▸ **Work request**
Would you repeat all of the records underneath, exactly as written?

▸ **Data provided**

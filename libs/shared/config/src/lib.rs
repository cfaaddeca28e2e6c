use std::env;
use std::str::FromStr;
use tracing::warn;

pub const DEFAULT_PORT: u16 = 3000;
pub const DEFAULT_BOOKING_DATE_COUNT: usize = 14;
pub const DEFAULT_BOOKING_WINDOW_DAYS: u32 = 60;
pub const DEFAULT_CANCELLATION_FEE_PERCENT: u32 = 20;

#[derive(Debug, Clone)]
pub struct AppConfig {
    pub supabase_url: String,
    pub supabase_anon_key: String,
    pub supabase_jwt_secret: String,
    pub port: u16,
    /// How many upcoming dates the booking flow offers per doctor.
    pub booking_date_count: usize,
    /// Calendar days scanned forward from today when collecting dates.
    pub booking_window_days: u32,
    pub cancellation_fee_percent: u32,
}

impl Default for AppConfig {
    fn default() -> Self {
        Self {
            supabase_url: String::new(),
            supabase_anon_key: String::new(),
            supabase_jwt_secret: String::new(),
            port: DEFAULT_PORT,
            booking_date_count: DEFAULT_BOOKING_DATE_COUNT,
            booking_window_days: DEFAULT_BOOKING_WINDOW_DAYS,
            cancellation_fee_percent: DEFAULT_CANCELLATION_FEE_PERCENT,
        }
    }
}

impl AppConfig {
    pub fn from_env() -> Self {
        let config = Self {
            supabase_url: env::var("SUPABASE_URL")
                .unwrap_or_else(|_| {
                    warn!("SUPABASE_URL not set, using empty value");
                    String::new()
                }),
            supabase_anon_key: env::var("SUPABASE_ANON_PUBLIC_KEY")
                .unwrap_or_else(|_| {
                    warn!("SUPABASE_ANON_PUBLIC_KEY not set, using empty value");
                    String::new()
                }),
            supabase_jwt_secret: env::var("SUPABASE_JWT_SECRET")
                .unwrap_or_else(|_| {
                    warn!("SUPABASE_JWT_SECRET not set, using empty value");
                    String::new()
                }),
            port: parse_or_default("APP_PORT", DEFAULT_PORT),
            booking_date_count: parse_or_default("BOOKING_DATE_COUNT", DEFAULT_BOOKING_DATE_COUNT),
            booking_window_days: parse_or_default("BOOKING_WINDOW_DAYS", DEFAULT_BOOKING_WINDOW_DAYS),
            cancellation_fee_percent: parse_or_default(
                "CANCELLATION_FEE_PERCENT",
                DEFAULT_CANCELLATION_FEE_PERCENT,
            ),
        };

        if config.cancellation_fee_percent > 100 {
            warn!(
                "CANCELLATION_FEE_PERCENT={} is above 100, clamping",
                config.cancellation_fee_percent
            );
        }

        if !config.is_configured() {
            warn!("Application not fully configured - missing environment variables");
        }

        config
    }

    pub fn is_configured(&self) -> bool {
        !self.supabase_url.is_empty()
            && !self.supabase_anon_key.is_empty()
            && !self.supabase_jwt_secret.is_empty()
    }

    /// Fee share retained on cancellation, as a fraction in `0.0..=1.0`.
    pub fn cancellation_fee_rate(&self) -> f64 {
        self.cancellation_fee_percent.min(100) as f64 / 100.0
    }
}

fn parse_or_default<T>(key: &str, default: T) -> T
where
    T: FromStr + Copy + std::fmt::Display,
{
    match env::var(key) {
        Ok(raw) => raw.trim().parse().unwrap_or_else(|_| {
            warn!("{} has invalid value '{}', using default {}", key, raw, default);
            default
        }),
        Err(_) => default,
    }
}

▸ **Task answer**
filename libs/shared/config/src/lib.rs
repository cfaaddeca28e2e6c
use std::env;
use std::str::FromStr;
use tracing::warn;

pub const DEFAULT_PORT: u16 = 3000;
pub const DEFAULT_BOOKING_DATE_COUNT: usize = 14;
pub const DEFAULT_BOOKING_WINDOW_DAYS: u32 = 60;
pub const DEFAULT_CANCELLATION_FEE_PERCENT: u32 = 20;

#[derive(Debug, Clone)]
pub struct AppConfig {
    pub supabase_url: String,
    pub supabase_anon_key: String,
    pub supabase_jwt_secret: String,
    pub port: u16,
    /// How many upcoming dates the booking flow offers per doctor.
    pub booking_date_count: usize,
    /// Calendar days scanned forward from today when collecting dates.
    pub booking_window_days: u32,
    pub cancellation_fee_percent: u32,
}

impl Default for AppConfig {
    fn default() -> Self {
        Self {
            supabase_url: String::new(),
            supabase_anon_key: String::new(),
            supabase_jwt_secret: String::new(),
            port: DEFAULT_PORT,
            booking_date_count: DEFAULT_BOOKING_DATE_COUNT,
            booking_window_days: DEFAULT_BOOKING_WINDOW_DAYS,
            cancellation_fee_percent: DEFAULT_CANCELLATION_FEE_PERCENT,
        }
    }
}

impl AppConfig {
    pub fn from_env() -> Self {
        let config = Self {
            supabase_url: env::var("SUPABASE_URL")
                .unwrap_or_else(|_| {
                    warn!("SUPABASE_URL not set, using empty value");
                    String::new()
                }),
            supabase_anon_key: env::var("SUPABASE_ANON_PUBLIC_KEY")
                .unwrap_or_else(|_| {
                    warn!("SUPABASE_ANON_PUBLIC_KEY not set, using empty value");
                    String::new()
                }),
            supabase_jwt_secret: env::var("SUPABASE_JWT_SECRET")
                .unwrap_or_else(|_| {
                    warn!("SUPABASE_JWT_SECRET not set, using empty value");
                    String::new()
                }),
            port: parse_or_default("APP_PORT", DEFAULT_PORT),
            booking_date_count: parse_or_default("BOOKING_DATE_COUNT", DEFAULT_BOOKING_DATE_COUNT),
            booking_window_days: parse_or_default("BOOKING_WINDOW_DAYS", DEFAULT_BOOKING_WINDOW_DAYS),
            cancellation_fee_percent: parse_or_default(
                "CANCELLATION_FEE_PERCENT",
                DEFAULT_CANCELLATION_FEE_PERCENT,
            ),
        };

        if config.cancellation_fee_percent > 100 {
            warn!(
                "CANCELLATION_FEE_PERCENT={} is above 100, clamping",
                config.cancellation_fee_percent
            );
        }

        if !config.is_configured() {
            warn!("Application not fully configured - missing environment variables");
        }

        config
    }

    pub fn is_configured(&self) -> bool {
        !self.supabase_url.is_empty()
            && !self.supabase_anon_key.is_empty()
            && !self.supabase_jwt_secret.is_empty()
    }

    /// Fee share retained on cancellation, as a fraction in `0.0..=1.0`.
    pub fn cancellation_fee_rate(&self) -> f64 {
        self.cancellation_fee_percent.min(100) as f64 / 100.0
    }
}

fn parse_or_default<T>(key: &str, default: T) -> T
where
    T: FromStr + Copy + std::fmt::Display,
{
    match env::var(key) {
        Ok(raw) => raw.trim().parse().unwrap_or_else(|_| {
            warn!("{} has invalid value '{}', using default {}", key, raw, default);
            default
        }),
        Err(_) => default,
    }
}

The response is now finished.